Give only the number of lines in the listing below where the string "horas" occurs.

DATA EXCERPTS:
####################
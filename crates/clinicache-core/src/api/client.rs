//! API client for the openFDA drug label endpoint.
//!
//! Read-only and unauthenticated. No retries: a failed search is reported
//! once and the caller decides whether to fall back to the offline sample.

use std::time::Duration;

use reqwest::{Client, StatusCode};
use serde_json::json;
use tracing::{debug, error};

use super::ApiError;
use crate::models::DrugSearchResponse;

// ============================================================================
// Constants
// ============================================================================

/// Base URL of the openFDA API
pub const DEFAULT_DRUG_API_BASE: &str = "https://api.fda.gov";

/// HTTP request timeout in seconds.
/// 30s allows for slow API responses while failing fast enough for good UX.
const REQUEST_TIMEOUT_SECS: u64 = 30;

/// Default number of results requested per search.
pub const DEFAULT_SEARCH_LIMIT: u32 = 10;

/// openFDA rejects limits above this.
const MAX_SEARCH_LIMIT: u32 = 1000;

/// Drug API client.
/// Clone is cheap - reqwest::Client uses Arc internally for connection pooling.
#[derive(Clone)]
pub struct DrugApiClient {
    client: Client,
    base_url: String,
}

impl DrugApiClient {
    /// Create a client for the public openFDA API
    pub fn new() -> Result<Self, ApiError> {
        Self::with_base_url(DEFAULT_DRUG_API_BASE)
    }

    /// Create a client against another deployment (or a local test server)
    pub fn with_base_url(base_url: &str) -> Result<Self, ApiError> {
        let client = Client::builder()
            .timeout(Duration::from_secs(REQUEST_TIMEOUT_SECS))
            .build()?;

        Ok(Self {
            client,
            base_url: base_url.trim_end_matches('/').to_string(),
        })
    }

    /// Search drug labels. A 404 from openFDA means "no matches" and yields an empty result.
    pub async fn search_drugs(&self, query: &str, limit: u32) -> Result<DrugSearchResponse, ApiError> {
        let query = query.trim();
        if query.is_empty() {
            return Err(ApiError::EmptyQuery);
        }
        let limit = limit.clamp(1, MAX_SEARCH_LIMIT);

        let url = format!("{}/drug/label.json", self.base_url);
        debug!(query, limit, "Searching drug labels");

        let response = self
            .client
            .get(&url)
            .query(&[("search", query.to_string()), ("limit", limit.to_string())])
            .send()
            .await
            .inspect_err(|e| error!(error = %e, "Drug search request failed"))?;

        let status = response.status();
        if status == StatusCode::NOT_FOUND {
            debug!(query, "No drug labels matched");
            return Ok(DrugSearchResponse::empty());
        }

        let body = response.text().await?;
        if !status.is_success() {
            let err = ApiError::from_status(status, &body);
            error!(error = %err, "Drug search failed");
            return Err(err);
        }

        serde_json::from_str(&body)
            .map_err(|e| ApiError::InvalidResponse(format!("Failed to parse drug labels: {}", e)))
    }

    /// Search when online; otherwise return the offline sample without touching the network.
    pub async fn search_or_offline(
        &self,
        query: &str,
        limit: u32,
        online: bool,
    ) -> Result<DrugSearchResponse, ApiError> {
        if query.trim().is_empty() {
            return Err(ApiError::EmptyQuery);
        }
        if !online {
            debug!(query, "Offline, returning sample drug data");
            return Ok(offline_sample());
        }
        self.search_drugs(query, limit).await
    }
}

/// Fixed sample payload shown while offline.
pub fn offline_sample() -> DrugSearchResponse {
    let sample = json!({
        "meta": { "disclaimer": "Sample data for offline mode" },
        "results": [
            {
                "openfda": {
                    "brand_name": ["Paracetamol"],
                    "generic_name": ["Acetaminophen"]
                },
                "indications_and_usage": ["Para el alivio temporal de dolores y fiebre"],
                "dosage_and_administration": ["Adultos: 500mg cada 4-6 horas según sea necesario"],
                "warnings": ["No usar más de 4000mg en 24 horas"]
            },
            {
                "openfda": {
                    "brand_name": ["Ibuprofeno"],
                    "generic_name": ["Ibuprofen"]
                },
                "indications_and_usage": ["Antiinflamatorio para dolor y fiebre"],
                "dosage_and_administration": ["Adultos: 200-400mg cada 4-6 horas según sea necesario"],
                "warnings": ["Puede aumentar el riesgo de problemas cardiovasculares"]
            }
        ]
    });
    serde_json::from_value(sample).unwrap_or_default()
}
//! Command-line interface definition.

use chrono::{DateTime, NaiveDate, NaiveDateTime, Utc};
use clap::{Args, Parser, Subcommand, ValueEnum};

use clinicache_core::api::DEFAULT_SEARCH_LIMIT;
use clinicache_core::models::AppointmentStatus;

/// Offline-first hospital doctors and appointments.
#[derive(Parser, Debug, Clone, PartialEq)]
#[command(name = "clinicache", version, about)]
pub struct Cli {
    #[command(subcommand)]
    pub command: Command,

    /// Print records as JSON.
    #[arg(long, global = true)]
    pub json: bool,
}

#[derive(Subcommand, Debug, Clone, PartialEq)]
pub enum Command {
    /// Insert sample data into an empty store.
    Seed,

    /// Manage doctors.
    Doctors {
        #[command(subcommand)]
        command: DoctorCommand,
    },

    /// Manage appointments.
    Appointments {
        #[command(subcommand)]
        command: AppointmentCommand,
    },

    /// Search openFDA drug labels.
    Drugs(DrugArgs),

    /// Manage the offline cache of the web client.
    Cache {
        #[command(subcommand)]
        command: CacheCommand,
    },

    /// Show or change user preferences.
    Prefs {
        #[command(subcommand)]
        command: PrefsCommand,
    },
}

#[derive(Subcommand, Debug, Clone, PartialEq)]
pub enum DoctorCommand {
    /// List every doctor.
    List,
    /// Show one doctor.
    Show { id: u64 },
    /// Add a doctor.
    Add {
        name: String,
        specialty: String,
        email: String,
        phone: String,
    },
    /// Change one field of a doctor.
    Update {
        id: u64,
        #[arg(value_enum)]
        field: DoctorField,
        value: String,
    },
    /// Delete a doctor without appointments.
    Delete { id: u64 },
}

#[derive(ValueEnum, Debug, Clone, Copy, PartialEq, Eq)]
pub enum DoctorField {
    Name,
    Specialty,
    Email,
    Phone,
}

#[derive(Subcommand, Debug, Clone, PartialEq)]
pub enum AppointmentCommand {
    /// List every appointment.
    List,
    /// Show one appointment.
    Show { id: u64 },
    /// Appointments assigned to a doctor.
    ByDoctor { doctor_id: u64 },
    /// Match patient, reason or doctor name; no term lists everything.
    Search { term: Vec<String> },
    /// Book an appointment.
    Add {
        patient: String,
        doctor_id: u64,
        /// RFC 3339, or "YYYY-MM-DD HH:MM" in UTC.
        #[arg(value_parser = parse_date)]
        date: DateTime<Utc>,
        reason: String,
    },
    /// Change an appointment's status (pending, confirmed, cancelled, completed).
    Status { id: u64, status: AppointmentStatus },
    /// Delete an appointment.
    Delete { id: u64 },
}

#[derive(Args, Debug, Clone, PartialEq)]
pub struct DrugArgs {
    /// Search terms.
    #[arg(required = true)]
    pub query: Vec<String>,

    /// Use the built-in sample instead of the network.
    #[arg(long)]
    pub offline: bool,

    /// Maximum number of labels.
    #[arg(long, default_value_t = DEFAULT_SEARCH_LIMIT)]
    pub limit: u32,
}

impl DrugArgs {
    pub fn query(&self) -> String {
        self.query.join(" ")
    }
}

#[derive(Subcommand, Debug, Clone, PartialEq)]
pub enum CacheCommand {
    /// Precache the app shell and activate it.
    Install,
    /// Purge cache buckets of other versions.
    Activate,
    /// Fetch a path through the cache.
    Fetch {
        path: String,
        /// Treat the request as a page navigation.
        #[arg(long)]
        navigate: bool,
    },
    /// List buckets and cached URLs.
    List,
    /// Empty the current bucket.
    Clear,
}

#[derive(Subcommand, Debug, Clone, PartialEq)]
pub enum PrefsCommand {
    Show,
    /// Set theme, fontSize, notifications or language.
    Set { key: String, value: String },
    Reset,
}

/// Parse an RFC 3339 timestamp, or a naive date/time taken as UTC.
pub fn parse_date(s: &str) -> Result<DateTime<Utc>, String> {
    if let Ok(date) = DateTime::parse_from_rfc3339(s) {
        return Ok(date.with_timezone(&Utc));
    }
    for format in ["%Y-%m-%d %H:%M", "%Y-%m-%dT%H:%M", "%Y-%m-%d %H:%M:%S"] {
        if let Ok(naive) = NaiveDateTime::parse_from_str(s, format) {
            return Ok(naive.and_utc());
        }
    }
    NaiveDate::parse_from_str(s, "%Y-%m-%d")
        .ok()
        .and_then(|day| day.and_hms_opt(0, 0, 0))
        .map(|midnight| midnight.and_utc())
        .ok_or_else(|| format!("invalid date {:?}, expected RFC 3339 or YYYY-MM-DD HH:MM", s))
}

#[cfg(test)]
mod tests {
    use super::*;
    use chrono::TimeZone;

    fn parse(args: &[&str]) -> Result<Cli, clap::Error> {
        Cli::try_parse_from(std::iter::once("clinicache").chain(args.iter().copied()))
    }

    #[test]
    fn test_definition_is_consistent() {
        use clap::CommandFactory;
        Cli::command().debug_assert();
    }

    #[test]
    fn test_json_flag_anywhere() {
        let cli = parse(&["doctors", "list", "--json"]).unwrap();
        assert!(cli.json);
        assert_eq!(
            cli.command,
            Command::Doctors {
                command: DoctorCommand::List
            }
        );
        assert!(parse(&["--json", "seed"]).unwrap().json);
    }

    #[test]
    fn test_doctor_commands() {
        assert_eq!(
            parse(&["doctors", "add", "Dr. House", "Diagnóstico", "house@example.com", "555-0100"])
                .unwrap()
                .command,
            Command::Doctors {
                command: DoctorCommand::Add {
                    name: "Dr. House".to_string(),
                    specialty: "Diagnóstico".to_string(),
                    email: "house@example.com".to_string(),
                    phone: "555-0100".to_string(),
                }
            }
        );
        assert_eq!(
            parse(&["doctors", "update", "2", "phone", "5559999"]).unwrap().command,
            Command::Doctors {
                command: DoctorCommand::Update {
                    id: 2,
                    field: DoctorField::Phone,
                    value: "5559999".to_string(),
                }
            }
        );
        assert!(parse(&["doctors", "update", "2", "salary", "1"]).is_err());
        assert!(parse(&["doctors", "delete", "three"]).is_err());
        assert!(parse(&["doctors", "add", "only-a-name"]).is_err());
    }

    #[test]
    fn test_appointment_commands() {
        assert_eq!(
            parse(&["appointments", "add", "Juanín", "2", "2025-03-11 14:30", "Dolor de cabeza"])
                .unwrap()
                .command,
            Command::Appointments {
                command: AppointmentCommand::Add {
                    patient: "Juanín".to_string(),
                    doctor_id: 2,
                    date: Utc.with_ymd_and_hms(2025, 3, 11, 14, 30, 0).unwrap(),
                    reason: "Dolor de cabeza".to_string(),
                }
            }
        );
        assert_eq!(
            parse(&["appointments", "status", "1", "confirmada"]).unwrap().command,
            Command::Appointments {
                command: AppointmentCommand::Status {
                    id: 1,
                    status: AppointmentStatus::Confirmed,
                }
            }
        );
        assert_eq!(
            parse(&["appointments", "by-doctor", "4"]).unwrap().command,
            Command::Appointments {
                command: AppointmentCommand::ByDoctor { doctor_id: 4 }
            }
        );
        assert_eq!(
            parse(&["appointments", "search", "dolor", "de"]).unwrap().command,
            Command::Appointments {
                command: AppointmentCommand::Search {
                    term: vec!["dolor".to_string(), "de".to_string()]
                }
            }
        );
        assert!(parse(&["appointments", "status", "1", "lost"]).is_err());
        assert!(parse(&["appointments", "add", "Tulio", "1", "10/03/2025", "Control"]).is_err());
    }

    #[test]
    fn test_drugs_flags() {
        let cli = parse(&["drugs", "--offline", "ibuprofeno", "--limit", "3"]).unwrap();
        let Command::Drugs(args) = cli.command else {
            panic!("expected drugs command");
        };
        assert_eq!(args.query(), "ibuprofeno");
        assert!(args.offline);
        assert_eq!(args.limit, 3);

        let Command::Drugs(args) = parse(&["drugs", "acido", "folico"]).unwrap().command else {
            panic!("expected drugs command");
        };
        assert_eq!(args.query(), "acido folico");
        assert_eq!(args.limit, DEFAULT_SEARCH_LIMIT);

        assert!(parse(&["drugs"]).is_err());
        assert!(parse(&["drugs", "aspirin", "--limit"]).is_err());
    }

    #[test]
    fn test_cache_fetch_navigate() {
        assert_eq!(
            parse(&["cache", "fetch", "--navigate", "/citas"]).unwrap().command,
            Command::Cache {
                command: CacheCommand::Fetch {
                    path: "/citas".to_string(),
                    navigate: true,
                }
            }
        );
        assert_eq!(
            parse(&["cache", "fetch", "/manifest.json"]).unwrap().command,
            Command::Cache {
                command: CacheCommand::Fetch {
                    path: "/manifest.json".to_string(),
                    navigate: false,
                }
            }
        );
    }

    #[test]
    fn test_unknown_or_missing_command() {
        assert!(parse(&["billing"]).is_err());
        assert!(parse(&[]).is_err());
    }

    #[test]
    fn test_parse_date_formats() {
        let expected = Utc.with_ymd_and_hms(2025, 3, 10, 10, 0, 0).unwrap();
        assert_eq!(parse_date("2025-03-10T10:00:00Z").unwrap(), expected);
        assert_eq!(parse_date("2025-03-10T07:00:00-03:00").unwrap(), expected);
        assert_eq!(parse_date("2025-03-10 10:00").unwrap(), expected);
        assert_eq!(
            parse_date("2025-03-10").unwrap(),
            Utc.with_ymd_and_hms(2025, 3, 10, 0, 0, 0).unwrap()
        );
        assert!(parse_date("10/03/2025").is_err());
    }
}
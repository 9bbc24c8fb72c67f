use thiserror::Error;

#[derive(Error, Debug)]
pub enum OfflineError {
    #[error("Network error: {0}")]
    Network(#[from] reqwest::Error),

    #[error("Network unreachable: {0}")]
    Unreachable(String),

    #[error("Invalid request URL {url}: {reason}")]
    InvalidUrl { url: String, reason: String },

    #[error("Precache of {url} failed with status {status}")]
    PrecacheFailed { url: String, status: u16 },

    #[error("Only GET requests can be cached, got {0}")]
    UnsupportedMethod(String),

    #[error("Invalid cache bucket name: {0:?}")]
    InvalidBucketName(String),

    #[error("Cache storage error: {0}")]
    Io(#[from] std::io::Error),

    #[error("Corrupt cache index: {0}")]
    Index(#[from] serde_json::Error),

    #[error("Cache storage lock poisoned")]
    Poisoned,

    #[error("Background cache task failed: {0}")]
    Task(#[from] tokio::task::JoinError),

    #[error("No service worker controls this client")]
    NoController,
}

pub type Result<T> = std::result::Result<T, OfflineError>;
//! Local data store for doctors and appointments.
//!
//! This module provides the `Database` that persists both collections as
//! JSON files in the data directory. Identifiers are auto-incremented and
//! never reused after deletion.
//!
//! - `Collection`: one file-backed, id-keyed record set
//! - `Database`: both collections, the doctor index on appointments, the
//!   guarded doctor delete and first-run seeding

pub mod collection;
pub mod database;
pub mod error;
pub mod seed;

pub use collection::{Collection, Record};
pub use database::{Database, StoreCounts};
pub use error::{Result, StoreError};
####################
EXERCISE OUTPUT:
3